> _BRIEF_
Once the line containing "API key header" has been written out, stop; until then, restate each line of the entries below word for word from the first.

####################

// XML API HTTP client
//
// Wraps `reqwest::Client` with API-key header injection, form-encoded
// request construction, envelope unwrapping, and the retry policy.
// Endpoint groups (config, operational) are implemented as inherent
// methods in sibling files to keep this module focused on transport.

use std::time::Duration;

use reqwest::header::{HeaderMap, HeaderValue};
use secrecy::{ExposeSecret, SecretString};
use tracing::{debug, trace};
use url::Url;

use crate::error::Error;
use crate::retry::RetryPolicy;
use crate::transport::TransportConfig;
use crate::xmlapi::models::ApiResponse;

const API_KEY_HEADER: &str = "x-pan-key";

/// Raw HTTP client for the device's XML API.
///
/// One instance owns one connection pool. It is `Send + Sync`; share it
/// behind an `Arc` and issue calls from as many tasks as needed. Calls are
/// independent: nothing here serializes requests.
#[derive(Debug)]
pub struct XmlApiClient {
    http: reqwest::Client,
    api_url: Url,
    retry: RetryPolicy,
    /// Request timeout the pool was built with, if this client built it.
    timeout: Option<Duration>,
}

impl XmlApiClient {
    /// Build from an API key and transport config.
    ///
    /// Injects `X-PAN-KEY` as a sensitive default header on every request.
    /// `base_url` is the management address, e.g. `https://fw.example.net`.
    pub fn from_api_key(
        base_url: &Url,
        api_key: &SecretString,
        transport: &TransportConfig,
        retry: RetryPolicy,
    ) -> Result<Self, Error> {
        let mut headers = HeaderMap::new();
        let mut key_value =
            HeaderValue::from_str(api_key.expose_secret()).map_err(|e| Error::Authentication {
                message: format!("invalid API key header value: {e}"),
            })?;
        key_value.set_sensitive(true);
        headers.insert(API_KEY_HEADER, key_value);

        let http = transport.build_client_with_headers(headers)?;
        Ok(Self {
            http,
            api_url: Self::api_url(base_url)?,
            retry,
            timeout: Some(transport.timeout),
        })
    }

    /// Wrap an existing `reqwest::Client` (caller manages auth headers).
    pub fn with_client(
        http: reqwest::Client,
        base_url: &Url,
        retry: RetryPolicy,
    ) -> Result<Self, Error> {
        Ok(Self {
            http,
            api_url: Self::api_url(base_url)?,
            retry,
            timeout: None,
        })
    }

    /// `{base}/api/`
    fn api_url(base_url: &Url) -> Result<Url, Error> {
        let base = base_url.as_str().trim_end_matches('/');
        Ok(Url::parse(&format!("{base}/api/"))?)
    }

    /// The endpoint every request is posted to.
    pub fn endpoint(&self) -> &Url {
        &self.api_url
    }

    pub fn retry_policy(&self) -> &RetryPolicy {
        &self.retry
    }

    /// Release the connection pool.
    ///
    /// Consumes the client so no call can race the shutdown. Idle
    /// connections close when the last handle to the pool is dropped here.
    pub fn close(self) {
        debug!(endpoint = %self.api_url, "closing XML API client");
        drop(self.http);
    }

    // ── Request helpers ──────────────────────────────────────────────

    /// Send a request under the retry policy and unwrap the envelope.
    ///
    /// `xpath` is attached to any device error for diagnostics.
    pub(crate) async fn request(
        &self,
        operation: &str,
        params: &[(&str, &str)],
        xpath: Option<&str>,
    ) -> Result<ApiResponse, Error> {
        self.retry
            .run(operation, || self.send_once(operation, params))
            .await
            .map_err(|e| e.with_xpath(xpath))
    }

    /// Send a request exactly once, bypassing the retry policy.
    ///
    /// Used for operations where a duplicate delivery is not harmless.
    pub(crate) async fn request_once(
        &self,
        operation: &str,
        params: &[(&str, &str)],
    ) -> Result<ApiResponse, Error> {
        self.send_once(operation, params).await
    }

    async fn send_once(&self, operation: &str, params: &[(&str, &str)]) -> Result<ApiResponse, Error> {
        debug!(operation, "POST {}", self.api_url);

        let resp = self
            .http
            .post(self.api_url.clone())
            .form(params)
            .send()
            .await
            .map_err(|e| self.transport_error(e))?;

        self.parse_envelope(resp).await
    }

    fn transport_error(&self, err: reqwest::Error) -> Error {
        if err.is_timeout() {
            Error::Timeout {
                after: self.timeout,
            }
        } else {
            Error::Transport(err)
        }
    }

    /// Parse the `<response>` envelope, returning it on `status="success"`
    /// or an `Error::DeviceApi` on `status="error"`.
    async fn parse_envelope(&self, resp: reqwest::Response) -> Result<ApiResponse, Error> {
        let status = resp.status();
        let body = resp.text().await.map_err(|e| self.transport_error(e))?;
        trace!(%status, body = preview(&body), "response");

        if status == reqwest::StatusCode::UNAUTHORIZED || status == reqwest::StatusCode::FORBIDDEN
        {
            let message = ApiResponse::parse(&body)
                .ok()
                .and_then(|r| r.message())
                .unwrap_or_else(|| format!("HTTP {status}"));
            return Err(Error::Authentication { message });
        }

        if !status.is_success() {
            return Err(Error::Http {
                status: status.as_u16(),
                message: preview(&body).to_owned(),
            });
        }

        let response = ApiResponse::parse(&body)?;
        if response.is_success() {
            return Ok(response);
        }

        let message = response.message().unwrap_or_else(|| match response.code {
            Some(code) => format!(
                "device returned error code {code} ({})",
                super::codes::describe(code)
            ),
            None => "device returned an error without a message".into(),
        });
        Err(Error::DeviceApi {
            code: response.code,
            message,
            xpath: None,
        })
    }
}

fn preview(body: &str) -> &str {
    let mut end = body.len().min(200);
    while !body.is_char_boundary(end) {
        end -= 1;
    }
    &body[..end]
}
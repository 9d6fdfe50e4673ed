// All LLM prompt constants for the tailoring pipeline.
// Reuses cross-cutting fragments from llm_client::prompts.

/// Keyword extraction prompt. Replace `{job_description}` before sending.
pub const EXTRACT_KEYWORDS_PROMPT: &str = r#"Extract the hiring requirements from the job description below.

Return a JSON object with this EXACT schema (no extra fields):
{
  "required_skills": ["Python", "Kubernetes"],
  "preferred_skills": ["GraphQL"],
  "experience_level": "Senior",
  "years_experience": 5,
  "domain": "AI/ML",
  "key_responsibilities": ["Build ML platforms", "Mentor team members"]
}

Rules:
- required_skills: explicit must-haves ("required", "must have", "strong proficiency").
- preferred_skills: nice-to-haves ("preferred", "bonus", "a plus").
- experience_level: one of "Junior", "Mid", "Senior", "Staff", "Principal", "Lead", or "" if unstated.
- years_experience: the minimum number of years asked for, or null if unstated.
- key_responsibilities: short phrases, in the order they appear.
- Skill names must be concise (1-4 words), without version numbers.

JOB DESCRIPTION:
{job_description}"#;

/// System prompt for résumé improvement.
pub const IMPROVE_RESUME_SYSTEM: &str = "You are an expert resume editor. \
    You tailor resumes to job descriptions without fabricating experience. \
    You MUST respond with valid JSON only, matching the schema you are given.";

/// Résumé improvement prompt.
/// Replace: {truthfulness_instruction}, {output_language}, {job_description},
///          {keywords_json}, {resume_json}
pub const IMPROVE_RESUME_PROMPT: &str = r#"{truthfulness_instruction}

Tailor the resume below to the job description. Write all prose in {output_language}.

JOB DESCRIPTION:
{job_description}

EXTRACTED REQUIREMENTS:
{keywords_json}

ORIGINAL RESUME (JSON):
{resume_json}

Return the COMPLETE tailored resume as a JSON object with exactly the same structure as the
original: "personalInfo", "summary", "workExperience", "education", "additional" and
"customSections". Keep every "id" unchanged so entries can be matched to the original.

Guidelines:
1. Rewrite the summary to lead with the experience most relevant to this role.
2. Rephrase work-experience bullets to surface matching skills and responsibilities.
3. Reorder technical skills so the most relevant come first.
4. Never drop a section, and never truncate the output."#;

/// Cover letter prompt. Replace: {job_description}, {resume_json}, {output_language}
pub const COVER_LETTER_PROMPT: &str = r#"Write a cover letter for the job below, based only on the candidate's resume.

JOB DESCRIPTION:
{job_description}

CANDIDATE RESUME (JSON):
{resume_json}

Requirements:
- 3 to 4 short paragraphs, under 350 words, written in {output_language}.
- Open with the role and one concrete reason the candidate fits.
- Reference specific achievements from the resume; do not invent any.
- Output the letter text only, without a subject line or placeholders."#;

pub const COVER_LETTER_SYSTEM: &str = "You are a professional career coach and resume writer. \
    Write compelling, personalized cover letters.";

/// Outreach message prompt. Replace: {job_description}, {resume_json}, {output_language}
pub const OUTREACH_MESSAGE_PROMPT: &str = r#"Write a short cold outreach message to a hiring manager or engineer at the company below.

JOB DESCRIPTION:
{job_description}

CANDIDATE RESUME (JSON):
{resume_json}

Requirements:
- Under 120 words, written in {output_language}, friendly and specific.
- Mention one relevant achievement from the resume and ask for a brief conversation.
- Output the message text only."#;

pub const OUTREACH_MESSAGE_SYSTEM: &str = "You are a professional networking coach. \
    Write genuine, engaging cold outreach messages.";

/// Title prompt. Replace: {job_description}, {output_language}
pub const GENERATE_TITLE_PROMPT: &str = r#"From the job description below, produce a short title in the form "<Role> @ <Company>".
If the company is not named, output just the role. Write it in {output_language}.
Output the title only, with no quotes or explanation.

JOB DESCRIPTION:
{job_description}"#;

pub const GENERATE_TITLE_SYSTEM: &str =
    "You extract job titles and company names from job descriptions.";
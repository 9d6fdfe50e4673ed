//! Tailoring Orchestrator: composes extraction, suggestions, improvement and diffing.
//!
//! Flow: extract_keywords → generate_suggestions → improve_resume → compute_diff →
//!       (user reviews) → confirm.
//!
//! Everything up to the preview is pure composition with no persistence. Only `confirm`
//! writes, and only after the user has accepted the preview.

use serde::{Deserialize, Serialize};
use tracing::{info, warn};
use uuid::Uuid;

use crate::llm_client::CompletionClient;
use crate::models::document::ResumeDocument;
use crate::models::improvement::{ImprovementItem, ImprovementRow, NewImprovement};
use crate::models::job::{JobKeywords, JobRow};
use crate::models::resume::{NewResume, ProcessingStatus, ResumeRow};
use crate::store::ResumeStore;
use crate::tailoring::content::resume_title;
use crate::tailoring::diff::{compute_diff, ResumeDiff};
use crate::tailoring::improver::improve_resume;
use crate::tailoring::keywords::extract_keywords;
use crate::tailoring::suggestions::generate_suggestions;
use crate::tailoring::TailorError;

/// Progress of one tailoring request.
#[derive(Debug, Clone, Copy, PartialEq, Eq, Serialize, Deserialize)]
#[serde(rename_all = "snake_case")]
pub enum TailoringStage {
    KeywordsExtracted,
    SuggestionsGenerated,
    ResumeImproved,
    DiffComputed,
    AwaitingConfirmation,
    Confirmed,
}

/// Everything the user reviews before confirming.
#[derive(Debug, Clone, Serialize)]
pub struct TailoringPreview {
    pub keywords: JobKeywords,
    pub suggestions: Vec<String>,
    pub improved: ResumeDocument,
    pub diff: ResumeDiff,
    pub stage: TailoringStage,
}

/// What the user accepted: the improved document and the suggestions they kept.
#[derive(Debug, Clone, Deserialize)]
pub struct ConfirmRequest {
    pub resume_id: Uuid,
    pub job_id: Uuid,
    pub improved_data: ResumeDocument,
    #[serde(default)]
    pub improvements: Vec<String>,
    #[serde(default)]
    pub language: Option<String>,
}

#[derive(Debug, Clone, Serialize)]
pub struct ConfirmResult {
    pub tailored: ResumeRow,
    pub improvement: ImprovementRow,
    pub stage: TailoringStage,
}

/// Runs every step up to the review point. Aborts without diffing if the improved
/// document fails validation.
///
/// `cached_keywords` skips extraction when the job was already analysed.
pub async fn preview(
    original: &ResumeDocument,
    job_description: &str,
    language: &str,
    cached_keywords: Option<JobKeywords>,
    llm: &dyn CompletionClient,
) -> Result<TailoringPreview, TailorError> {
    let keywords = match cached_keywords {
        Some(keywords) => keywords,
        None => extract_keywords(job_description, llm).await?,
    };
    log_stage(TailoringStage::KeywordsExtracted);

    let suggestions = generate_suggestions(&keywords);
    log_stage(TailoringStage::SuggestionsGenerated);

    let improved = improve_resume(original, job_description, &keywords, language, llm).await?;
    log_stage(TailoringStage::ResumeImproved);

    let diff = compute_diff(original, &improved);
    log_stage(TailoringStage::DiffComputed);
    info!(
        "Tailoring preview ready: {} changes ({} high risk)",
        diff.summary.total_changes, diff.summary.high_risk_changes
    );

    Ok(TailoringPreview {
        keywords,
        suggestions,
        improved,
        diff,
        stage: TailoringStage::AwaitingConfirmation,
    })
}

/// Keywords for a stored job, extracting and caching them on first use.
/// A failed cache write is logged and otherwise ignored.
pub async fn job_keywords(
    job: &JobRow,
    store: &dyn ResumeStore,
    llm: &dyn CompletionClient,
) -> Result<JobKeywords, TailorError> {
    if let Some(keywords) = job.keywords() {
        return Ok(keywords);
    }

    let keywords = extract_keywords(&job.content, llm).await?;
    if let Err(e) = store.set_job_keywords(job.id, &keywords).await {
        warn!("Could not cache keywords for job {}: {e}", job.id);
    }
    Ok(keywords)
}

/// Persists the accepted tailoring: a ready, confirmed, non-master child of the original,
/// then the improvement record binding original, child and job.
pub async fn confirm(
    request: ConfirmRequest,
    default_language: &str,
    store: &dyn ResumeStore,
    llm: &dyn CompletionClient,
) -> Result<ConfirmResult, TailorError> {
    let original = store
        .get_resume(request.resume_id)
        .await?
        .ok_or_else(|| TailorError::NotFound(format!("Resume {}", request.resume_id)))?;
    let job = store
        .get_job(request.job_id)
        .await?
        .ok_or_else(|| TailorError::NotFound(format!("Job {}", request.job_id)))?;

    let language = request.language.as_deref().unwrap_or(default_language);
    let title = match resume_title(
        &job.content,
        language,
        job.company_name.as_deref(),
        job.role.as_deref(),
        llm,
    )
    .await
    {
        Ok(title) => Some(title),
        Err(e) => {
            warn!("Saving tailored resume without a title: {e}");
            None
        }
    };

    let processed_data = serde_json::to_value(&request.improved_data).map_err(|e| {
        TailorError::MalformedResume(format!("could not serialize confirmed resume: {e}"))
    })?;
    let content = serde_json::to_string_pretty(&request.improved_data).map_err(|e| {
        TailorError::MalformedResume(format!("could not serialize confirmed resume: {e}"))
    })?;

    let tailored = store
        .create_resume(NewResume {
            content_type: "json".to_string(),
            is_confirmed: true,
            parent_id: Some(original.id),
            processed_data: Some(processed_data),
            processing_status: ProcessingStatus::Ready,
            title,
            ..NewResume::from_content(content)
        })
        .await?;

    let improvement = store
        .create_improvement(NewImprovement {
            original_resume_id: original.id,
            tailored_resume_id: tailored.id,
            job_id: Some(job.id),
            improvements: ImprovementItem::numbered(&request.improvements),
        })
        .await?;

    info!(
        "Confirmed tailored resume {} (parent {}, job {})",
        tailored.id, original.id, job.id
    );

    Ok(ConfirmResult {
        tailored,
        improvement,
        stage: TailoringStage::Confirmed,
    })
}

fn log_stage(stage: TailoringStage) {
    tracing::debug!("Tailoring stage: {stage:?}");
}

####################

> _RESPONSE TO THIS EXERCISE_
// XML API HTTP client
//
// Wraps `reqwest::Client` with API-key header injection, form-encoded
// request construction, envelope unwrapping, and the retry policy.
// Endpoint groups (config, operational) are implemented as inherent
// methods in sibling files to keep this module focused on transport.

use std::time::Duration;

use reqwest::header::{HeaderMap, HeaderValue};
use secrecy::{ExposeSecret, SecretString};
use tracing::{debug, trace};
use url::Url;

use crate::error::Error;
use crate::retry::RetryPolicy;
use crate::transport::TransportConfig;
use crate::xmlapi::models::ApiResponse;

const API_KEY_HEADER: &str = "x-pan-key";

/// Raw HTTP client for the device's XML API.
///
/// One instance owns one connection pool. It is `Send + Sync`; share it
/// behind an `Arc` and issue calls from as many tasks as needed. Calls are
/// independent: nothing here serializes requests.
#[derive(Debug)]
pub struct XmlApiClient {
    http: reqwest::Client,
    api_url: Url,
    retry: RetryPolicy,
    /// Request timeout the pool was built with, if this client built it.
    timeout: Option<Duration>,
}

impl XmlApiClient {
    /// Build from an API key and transport config.
    ///
    /// Injects `X-PAN-KEY` as a sensitive default header on every request.
    /// `base_url` is the management address, e.g. `https://fw.example.net`.
    pub fn from_api_key(
        base_url: &Url,
        api_key: &SecretString,
        transport: &TransportConfig,
        retry: RetryPolicy,
    ) -> Result<Self, Error> {
        let mut headers = HeaderMap::new();
        let mut key_value =
            HeaderValue::from_str(api_key.expose_secret()).map_err(|e| Error::Authentication {
                message: format!("invalid API key header value: {e}"),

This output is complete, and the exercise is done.